Microiontophoretic studies of the effects of D‐1 and D‐2 receptor agonists on type I caudate nucleus neurons: Lack of synergistic interaction

Several lines of evidence have suggested there may be a physiologically relevant form of synergistic interaction between D‐1 and D‐2 dopamine (DA) receptors located on postsynaptic neurons in the forebrain that receive a dopaminergic innervation. Because of the theoretical importance of such an interaction with respect to understanding the normal physiology of dopaminergic systems, we evaluated effects of D‐1 and D‐2 selective, agonists, applied microiontophoretically, on the spontaneous electrical activity of a single, identifiable subpopulation of neurons within the caudate nucleus, the type I striatal neuron, in locally anesthetized, gallamine‐paralyzed rats. It was observed that the D‐2 receptor agonist quinpirole (QUIN) produced biphasic effects on cell firing rate. Low ejection currents significantly increased firing rate, while higher currents produced an inhibition.
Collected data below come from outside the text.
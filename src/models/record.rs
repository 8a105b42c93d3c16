//! Video and link record models.

use serde::{Deserialize, Serialize};

/// Column headers of a persisted record file, in order.
pub const RECORD_HEADERS: [&str; 3] = ["Video Title", "URL Name", "URL Link"];

/// A video found in a channel listing.
#[derive(Debug, Clone, PartialEq, Eq)]
pub struct VideoRef {
    pub title: String,
    pub url: String,
}

impl VideoRef {
    pub fn new(title: impl Into<String>, url: impl Into<String>) -> Self {
        Self {
            title: title.into(),
            url: url.into(),
        }
    }
}

/// An anchor found inside a video description.
#[derive(Debug, Clone, PartialEq, Eq)]
pub struct DescriptionLink {
    /// Visible text of the anchor.
    pub text: String,
    /// Raw `href` attribute, often relative to the platform.
    pub href: String,
}

impl DescriptionLink {
    pub fn new(text: impl Into<String>, href: impl Into<String>) -> Self {
        Self {
            text: text.into(),
            href: href.into(),
        }
    }
}

/// One outbound link of one video. This is the unit of output.
#[derive(Debug, Clone, PartialEq, Eq, Serialize, Deserialize)]
pub struct VideoLinkRecord {
    #[serde(rename = "Video Title")]
    pub video_title: String,
    /// Display name of the link, resolved through redirects when possible.
    #[serde(rename = "URL Name")]
    pub url_name: String,
    /// Absolute link as it appears on the video page.
    #[serde(rename = "URL Link")]
    pub url_link: String,
}

impl VideoLinkRecord {
    pub fn new(
        video_title: impl Into<String>,
        url_name: impl Into<String>,
        url_link: impl Into<String>,
    ) -> Self {
        Self {
            video_title: video_title.into(),
            url_name: url_name.into(),
            url_link: url_link.into(),
        }
    }
}
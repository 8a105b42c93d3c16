//! Channel scrape orchestration.
//!
//! One run: find the channel through the search page, load what was saved for it,
//! reconcile the listing, scrape the description of every wanted video, then write
//! the new records ahead of the saved ones.

use std::path::PathBuf;

use indicatif::ProgressBar;
use tracing::{debug, info, warn};

use crate::browser::ChannelBrowser;
use crate::config::Settings;
use crate::description::extract_video_page;
use crate::error::ScrapeError;
use crate::filter::{ExclusionSet, LinkFilter};
use crate::models::{ChannelSession, VideoLinkRecord, VideoRef};
use crate::reconcile::{Reconciler, Reconciliation};
use crate::resolver::LinkResolver;
use crate::storage::RecordStore;

/// Element id of channel entries on the search results page.
pub const CHANNEL_TITLE_ID: &str = "channel-title";

/// Class of the control expanding a truncated description.
pub const EXPAND_BUTTON_CLASS: &str = "more-button";

/// How a run ended.
#[derive(Debug, Clone, PartialEq, Eq)]
pub enum RunOutcome {
    /// Nothing was uploaded since the last run; the record file was left alone.
    UpToDate { channel: String },
    /// The record file was (re)written.
    Written {
        channel: String,
        path: PathBuf,
        new_records: usize,
        total_records: usize,
    },
}

/// Drives one channel scrape over a browser session, a resolver and a record store.
pub struct ChannelScraper<B, R, S> {
    browser: B,
    resolver: R,
    store: S,
    settings: Settings,
    exclusions: ExclusionSet,
    progress: ProgressBar,
}

impl<B, R, S> ChannelScraper<B, R, S>
where
    B: ChannelBrowser,
    R: LinkResolver,
    S: RecordStore,
{
    pub fn new(browser: B, resolver: R, store: S, settings: Settings) -> Self {
        let exclusions = settings.exclusion_set();
        Self {
            browser,
            resolver,
            store,
            settings,
            exclusions,
            progress: ProgressBar::hidden(),
        }
    }

    /// Report per-video progress on `progress`.
    pub fn with_progress(mut self, progress: ProgressBar) -> Self {
        self.progress = progress;
        self
    }

    pub fn browser(&self) -> &B {
        &self.browser
    }

    pub fn store(&self) -> &S {
        &self.store
    }

    /// Scrape the channel best matching `query`. The browser is closed however the run ends.
    pub async fn run(&mut self, query: &str) -> Result<RunOutcome, ScrapeError> {
        let result = self.scrape(query).await;
        self.progress.finish_and_clear();
        self.browser.close().await;
        result
    }

    async fn scrape(&mut self, query: &str) -> Result<RunOutcome, ScrapeError> {
        let channel_name = self.find_channel(query).await?;

        let prior = self.store.load(&channel_name)?;
        let session = ChannelSession::new(channel_name, prior);
        info!(
            "{} mode for {} ({} saved records)",
            session.mode(),
            session.channel_name(),
            session.prior_records().len()
        );

        let videos = match self.list_videos(&session).await? {
            Reconciliation::UpToDate => {
                return Ok(RunOutcome::UpToDate {
                    channel: session.channel_name().to_string(),
                })
            }
            Reconciliation::Videos(videos) => videos,
        };

        let new_records = self.scrape_videos(&videos).await;
        let new_count = new_records.len();

        let channel = session.channel_name().to_string();
        let merged = session.merge(new_records);
        if merged.is_empty() {
            warn!("No data was found!");
        }

        let path = self.store.persist(&channel, &merged)?;
        Ok(RunOutcome::Written {
            channel,
            path,
            new_records: new_count,
            total_records: merged.len(),
        })
    }

    /// Search for `query` and open the first channel result. Returns its display name.
    async fn find_channel(&mut self, query: &str) -> Result<String, ScrapeError> {
        let search_url = format!(
            "{}/results?search_query={}",
            self.settings.base_url,
            urlencoding::encode(query)
        );
        self.browser.navigate(&search_url).await?;

        let name = self
            .browser
            .find_all_by_id(CHANNEL_TITLE_ID)
            .await?
            .into_iter()
            .next()
            .map(|element| element.text)
            .filter(|text| !text.is_empty())
            .ok_or_else(|| ScrapeError::ChannelNotFound(query.to_string()))?;

        if !self.browser.click_first_by_id(CHANNEL_TITLE_ID).await? {
            return Err(ScrapeError::ChannelNotFound(query.to_string()));
        }

        info!("Found channel {}", name);
        Ok(name)
    }

    async fn list_videos(&mut self, session: &ChannelSession) -> Result<Reconciliation, ScrapeError> {
        let channel_url = self.browser.current_url().await?;
        let listing_url = format!("{}/videos", channel_url.trim_end_matches('/'));
        self.browser.navigate(&listing_url).await?;

        Reconciler::new(
            &mut self.browser,
            &self.settings.base_url,
            self.settings.delay(),
            self.settings.video_cap,
        )
        .reconcile(session.last_saved_title())
        .await
    }

    /// Scrape every video in order. A failing video is logged and skipped.
    async fn scrape_videos(&mut self, videos: &[VideoRef]) -> Vec<VideoLinkRecord> {
        let total = videos.len();
        self.progress.set_length(total as u64);

        let mut records = Vec::new();
        for (i, video) in videos.iter().enumerate() {
            self.progress
                .set_message(format!("({}/{}) - {}", i + 1, total, video.title));
            match self.scrape_video(video).await {
                Ok(found) => {
                    debug!("{} links kept from {}", found.len(), video.title);
                    records.extend(found);
                }
                Err(e) => warn!("Skipping \"{}\" ({}): {}", video.title, video.url, e),
            }
            self.progress.inc(1);
        }
        records
    }

    async fn scrape_video(&mut self, video: &VideoRef) -> Result<Vec<VideoLinkRecord>, ScrapeError> {
        self.browser.navigate(&video.url).await?;

        match self
            .browser
            .click_by_class(EXPAND_BUTTON_CLASS, self.settings.expand_wait())
            .await
        {
            Ok(true) => debug!("Expanded description of {}", video.title),
            Ok(false) => debug!("No expand control on {}", video.title),
            Err(e) => debug!("Expand control check failed on {}: {}", video.title, e),
        }

        let current_url = self.browser.current_url().await?;
        let content = extract_video_page(&self.browser.page_source().await?);
        let title = content
            .title
            .ok_or_else(|| ScrapeError::MissingTitle(video.url.clone()))?;

        let filter = LinkFilter {
            exclusions: &self.exclusions,
            base_url: &self.settings.base_url,
            current_video_url: &current_url,
            video_title: &title,
        };
        Ok(filter.apply(content.links, &self.resolver).await)
    }
}
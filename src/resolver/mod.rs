//! Redirect resolution for shortened description links.

use std::time::Duration;

use async_trait::async_trait;
use reqwest::{redirect, Client};
use tracing::{debug, warn};

/// Sent with every HEAD request unless the settings name another agent.
pub const USER_AGENT: &str = "channel-links/0.1 (link collection)";

/// Setting value that asks to look like a desktop browser.
const IMPERSONATE: &str = "impersonate";

/// Desktop browser agents, for link shorteners that turn away unknown clients.
const DESKTOP_AGENTS: &[&str] = &[
    "Mozilla/5.0 (X11; Linux x86_64; rv:128.0) Gecko/20100101 Firefox/128.0",
    "Mozilla/5.0 (Windows NT 10.0; Win64; x64) AppleWebKit/537.36 (KHTML, like Gecko) Chrome/126.0.0.0 Safari/537.36",
    "Mozilla/5.0 (Macintosh; Intel Mac OS X 14_5) AppleWebKit/605.1.15 (KHTML, like Gecko) Version/17.5 Safari/605.1.15",
];

/// The agent string for a `user_agent` setting. One run keeps one desktop agent.
fn agent_for(setting: Option<&str>) -> &str {
    match setting {
        None => USER_AGENT,
        Some(IMPERSONATE) => DESKTOP_AGENTS[std::process::id() as usize % DESKTOP_AGENTS.len()],
        Some(agent) => agent,
    }
}

/// Turns a link's display text into the URL it finally lands on.
///
/// Implementations never fail: when the destination cannot be determined the
/// display text comes back unchanged.
#[async_trait]
pub trait LinkResolver: Send + Sync {
    async fn resolve(&self, display_text: &str) -> String;
}

/// Resolver issuing one redirect-following HEAD request per link.
#[derive(Clone)]
pub struct HttpResolver {
    client: Client,
}

impl HttpResolver {
    /// Build a resolver with a request timeout and a redirect limit.
    ///
    /// `user_agent` is sent as given, except that `None` means [`USER_AGENT`] and
    /// `"impersonate"` picks a desktop browser's agent.
    pub fn new(
        timeout: Duration,
        max_redirects: usize,
        user_agent: Option<&str>,
    ) -> Result<Self, reqwest::Error> {
        let client = Client::builder()
            .user_agent(agent_for(user_agent))
            .timeout(timeout)
            .redirect(redirect::Policy::limited(max_redirects))
            .cookie_store(true)
            .gzip(true)
            .brotli(true)
            .build()?;
        Ok(Self { client })
    }

    /// Wrap an already configured client.
    pub fn from_client(client: Client) -> Self {
        Self { client }
    }
}

#[async_trait]
impl LinkResolver for HttpResolver {
    async fn resolve(&self, display_text: &str) -> String {
        match self.client.head(display_text).send().await {
            Ok(response) => {
                let final_url = response.url().to_string();
                debug!(
                    "Resolved {} -> {} ({})",
                    display_text,
                    final_url,
                    response.status()
                );
                final_url
            }
            Err(e) => {
                warn!(
                    "Unable to resolve {}, keeping the original link: {}",
                    display_text, e
                );
                display_text.to_string()
            }
        }
    }
}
Similar effects were observed for the D‐1 agonists SKF 38393; however, the overall excitations observed at low ejection currents were far less than those observed for QUIN. When these two agonists were applied concurrently, a simple additive effect (but not synergism) was always observed. The acute reduction of striatal levels of DA, by as much as 84% (with pretreatment with α‐methyl‐ p ‐tyrosine, AMPT), did not alter the responsiveness of type I striatal neurons to the DA receptor agonists applied alone or in combination. These observed effects were not altered either by chloral hydrate anesthesia (in which glutamate‐driven activity was studied) or by a more severe depletion of striatal DA levels (98% depletion produced by combined pretreatment with AMPT and reserpine). © Wiley‐Liss, Inc.